▶ Work required: From the entries that follow, gather each line holding the word "backing".

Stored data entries
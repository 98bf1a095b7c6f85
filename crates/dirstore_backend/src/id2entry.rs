//! The entry ID to entry index of one suffix.

use crate::entry::{Entry, EntryId};
use crate::error::BackendResult;
use dirstore_core::{ReadableTransaction, TreeName, WriteableTransaction};

/// Maps entry IDs to CBOR-encoded entries.
#[derive(Debug, Clone)]
pub struct Id2Entry {
    tree: TreeName,
}

impl Id2Entry {
    /// Index identifier used in the tree name.
    pub const INDEX_ID: &'static str = "id2entry";

    /// Creates the index for a suffix whose trees use `prefix`.
    pub fn new(prefix: &str) -> Self {
        Self {
            tree: TreeName::new(prefix, Self::INDEX_ID),
        }
    }

    /// The backing tree.
    pub fn tree(&self) -> &TreeName {
        &self.tree
    }

    /// Creates the backing tree if needed.
    pub fn open<T>(&self, txn: &mut T) -> BackendResult<()>
    where
        T: WriteableTransaction + ?Sized,
    {
        txn.open_tree(&self.tree)?;
        Ok(())
    }

    /// Stores `entry` under `id`, replacing any previous record.
    pub fn put<T>(&self, txn: &mut T, id: EntryId, entry: &Entry) -> BackendResult<()>
    where
        T: WriteableTransaction + ?Sized,
    {
        txn.create(&self.tree, &id.to_key(), &entry.encode()?)?;
        Ok(())
    }

    /// Fetches the entry stored under `id`.
    pub fn get<T>(&self, txn: &mut T, id: EntryId) -> BackendResult<Option<Entry>>
    where
        T: ReadableTransaction + ?Sized,
    {
        txn.read(&self.tree, &id.to_key())?
            .map(|bytes| Entry::decode(&bytes))
            .transpose()
    }

    /// Removes the record for `id`. Returns true if one existed.
    pub fn remove<T>(&self, txn: &mut T, id: EntryId) -> BackendResult<bool>
    where
        T: WriteableTransaction + ?Sized,
    {
        Ok(txn.remove(&self.tree, &id.to_key())?)
    }

    /// Number of stored entries.
    pub fn record_count<T>(&self, txn: &mut T) -> BackendResult<u64>
    where
        T: ReadableTransaction + ?Sized,
    {
        Ok(txn.record_count(&self.tree)?)
    }
}
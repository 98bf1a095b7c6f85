//! Backend configuration.

use crate::dn::Dn;
use crate::error::{BackendError, BackendResult};
use dirstore_core::StorageConfig;
use std::path::PathBuf;
use std::time::Duration;

/// Configuration of one directory backend.
#[derive(Debug, Clone)]
pub struct BackendConfig {
    /// Backend identifier, recorded as the owner of cached entries.
    pub backend_id: String,
    /// Directory holding the backend volume; `None` keeps it in memory.
    pub db_directory: Option<PathBuf>,
    /// Unix mode applied to `db_directory`.
    pub db_directory_permissions: u32,
    /// The suffixes served by the backend.
    pub base_dns: Vec<Dn>,
    /// Sync the journal after every commit.
    pub sync_on_commit: bool,
    /// Cap on transaction attempts, `None` for unbounded retry.
    pub max_attempts: Option<u32>,
    /// Linear backoff between conflicting attempts.
    pub retry_backoff: Duration,
}

impl BackendConfig {
    /// Default permissions of the backend directory (owner only).
    pub const DEFAULT_PERMISSIONS: u32 = 0o700;

    /// Creates an in-memory backend configuration.
    #[must_use]
    pub fn new(backend_id: impl Into<String>) -> Self {
        Self {
            backend_id: backend_id.into(),
            db_directory: None,
            db_directory_permissions: Self::DEFAULT_PERMISSIONS,
            base_dns: Vec::new(),
            sync_on_commit: true,
            max_attempts: None,
            retry_backoff: Duration::ZERO,
        }
    }

    /// Stores the backend volume in `path`.
    #[must_use]
    pub fn db_directory(mut self, path: impl Into<PathBuf>) -> Self {
        self.db_directory = Some(path.into());
        self
    }

    /// Sets the directory permissions.
    #[must_use]
    pub const fn db_directory_permissions(mut self, mode: u32) -> Self {
        self.db_directory_permissions = mode;
        self
    }

    /// Adds a suffix.
    #[must_use]
    pub fn base_dn(mut self, dn: Dn) -> Self {
        self.base_dns.push(dn);
        self
    }

    /// Sets whether commits are synced.
    #[must_use]
    pub const fn sync_on_commit(mut self, value: bool) -> Self {
        self.sync_on_commit = value;
        self
    }

    /// Sets the attempt cap.
    #[must_use]
    pub const fn max_attempts(mut self, value: Option<u32>) -> Self {
        self.max_attempts = value;
        self
    }

    /// Sets the retry backoff.
    #[must_use]
    pub const fn retry_backoff(mut self, value: Duration) -> Self {
        self.retry_backoff = value;
        self
    }

    /// Checks the settings that can be checked without touching the disk.
    pub fn validate(&self) -> BackendResult<()> {
        if self.backend_id.trim().is_empty() {
            return Err(BackendError::config("backend id must not be empty"));
        }
        if self.db_directory_permissions & !0o777 != 0 {
            return Err(BackendError::config(format!(
                "invalid directory permissions {:o}",
                self.db_directory_permissions
            )));
        }
        if self.db_directory_permissions & 0o700 != 0o700 {
            return Err(BackendError::config(format!(
                "directory permissions {:o} must grant the owner read, write and execute",
                self.db_directory_permissions
            )));
        }
        Ok(())
    }

    /// Derives the storage engine configuration.
    #[must_use]
    pub fn storage_config(&self) -> StorageConfig {
        let base = match &self.db_directory {
            Some(path) => StorageConfig::directory(path),
            None => StorageConfig::in_memory(),
        };
        base.sync_on_commit(self.sync_on_commit)
            .max_attempts(self.max_attempts)
            .retry_backoff(self.retry_backoff)
    }
}

/// Parses an octal mode such as `700`.
pub fn parse_permissions(text: &str) -> BackendResult<u32> {
    u32::from_str_radix(text.trim(), 8)
        .map_err(|_| BackendError::config(format!("invalid octal permissions {text:?}")))
}
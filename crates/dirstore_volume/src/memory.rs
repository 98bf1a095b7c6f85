//! In-memory volume.

use crate::backend::VolumeBackend;
use crate::error::{VolumeError, VolumeResult};
use parking_lot::RwLock;
use std::io;
use std::sync::Arc;

/// A volume held entirely in memory.
///
/// Clones share the same buffer, so an engine can close and reopen an
/// in-memory backend without losing its journal: the engine keeps one
/// handle and gives a clone to each frame log it opens.
///
/// # Example
///
/// ```rust
/// use dirstore_volume::{MemoryVolume, VolumeBackend};
///
/// let mut volume = MemoryVolume::new();
/// let reopened = volume.clone();
/// volume.append(b"abc").unwrap();
/// assert_eq!(reopened.size().unwrap(), 3);
/// ```
#[derive(Debug, Clone, Default)]
pub struct MemoryVolume {
    data: Arc<RwLock<Vec<u8>>>,
}

impl MemoryVolume {
    /// Creates an empty in-memory volume.
    #[must_use]
    pub fn new() -> Self {
        Self::default()
    }

    /// Creates a volume preloaded with `data`, for recovery tests.
    #[must_use]
    pub fn with_data(data: Vec<u8>) -> Self {
        Self {
            data: Arc::new(RwLock::new(data)),
        }
    }

    /// Returns a copy of the volume contents.
    #[must_use]
    pub fn snapshot(&self) -> Vec<u8> {
        self.data.read().clone()
    }

    /// Drops every byte held by this volume and all of its clones.
    pub fn wipe(&self) {
        self.data.write().clear();
    }
}

impl VolumeBackend for MemoryVolume {
    fn read_at(&self, offset: u64, len: usize) -> VolumeResult<Vec<u8>> {
        let data = self.data.read();
        let size = data.len() as u64;
        let start = usize::try_from(offset).unwrap_or(usize::MAX);
        match start.checked_add(len) {
            Some(end) if end <= data.len() => Ok(data[start..end].to_vec()),
            _ => Err(VolumeError::ReadPastEnd { offset, len, size }),
        }
    }

    fn append(&mut self, bytes: &[u8]) -> VolumeResult<u64> {
        let mut data = self.data.write();
        let offset = data.len() as u64;
        data.extend_from_slice(bytes);
        Ok(offset)
    }

    fn sync(&mut self) -> VolumeResult<()> {
        Ok(())
    }

    fn size(&self) -> VolumeResult<u64> {
        Ok(self.data.read().len() as u64)
    }

    fn truncate(&mut self, new_size: u64) -> VolumeResult<()> {
        let mut data = self.data.write();
        if new_size > data.len() as u64 {
            return Err(VolumeError::Io(io::Error::new(
                io::ErrorKind::InvalidInput,
                format!("cannot grow volume from {} to {new_size} bytes", data.len()),
            )));
        }
        data.truncate(new_size as usize);
        Ok(())
    }
}

#[cfg(test)]
mod tests {
    use super::*;

    #[test]
    fn append_returns_offsets() {
        let mut volume = MemoryVolume::new();
        assert_eq!(volume.append(b"dn2id").unwrap(), 0);
        assert_eq!(volume.append(b"id2entry").unwrap(), 5);
        assert_eq!(volume.size().unwrap(), 13);
        assert_eq!(volume.read_at(5, 8).unwrap(), b"id2entry");
    }

    #[test]
    fn read_past_end_fails() {
        let mut volume = MemoryVolume::new();
        volume.append(b"abc").unwrap();
        assert!(matches!(
            volume.read_at(2, 5),
            Err(VolumeError::ReadPastEnd { size: 3, .. })
        ));
    }

    #[test]
    fn clones_share_contents() {
        let mut volume = MemoryVolume::new();
        let other = volume.clone();
        volume.append(b"shared").unwrap();
        assert_eq!(other.read_all().unwrap(), b"shared");

        other.wipe();
        assert_eq!(volume.size().unwrap(), 0);
    }

    #[test]
    fn truncate_cannot_grow() {
        let mut volume = MemoryVolume::with_data(b"abcdef".to_vec());
        volume.truncate(2).unwrap();
        assert_eq!(volume.snapshot(), b"ab");
        assert!(volume.truncate(10).is_err());
    }
}
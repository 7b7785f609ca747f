//! # umbra_math - Spatial Math for Perception
//!
//! The handful of 3D primitives the perception core needs: vectors,
//! rays, axis-aligned boxes and the ray intersection tests used for
//! occlusion checks.

pub mod bounds;
pub mod intersect;
pub mod ray;
pub mod vector;

pub use bounds::*;
pub use intersect::*;
pub use ray::*;
pub use vector::*;

/// Common math constants
pub mod consts {
    pub const PI: f32 = core::f32::consts::PI;
    pub const RAD_TO_DEG: f32 = 180.0 / PI;
    pub const EPSILON: f32 = 1e-6;
}

/// Convert radians to degrees
#[inline]
pub fn degrees(radians: f32) -> f32 {
    radians * consts::RAD_TO_DEG
}

/// Linear interpolation
#[inline]
pub fn lerp(a: f32, b: f32, t: f32) -> f32 {
    a + (b - a) * t
}

/// Where `value` sits between `a` and `b`, clamped to `[0, 1]`
#[inline]
pub fn inverse_lerp(a: f32, b: f32, value: f32) -> f32 {
    if (b - a).abs() < consts::EPSILON {
        return 0.0;
    }
    ((value - a) / (b - a)).clamp(0.0, 1.0)
}

pub mod prelude {
    pub use crate::bounds::AABB;
    pub use crate::intersect::{ray_aabb, ray_sphere_at};
    pub use crate::ray::Ray;
    pub use crate::vector::Vec3;
    pub use crate::{degrees, inverse_lerp, lerp};
}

▶ Answer:
    /// The backing tree.
    /// Creates the backing tree if needed.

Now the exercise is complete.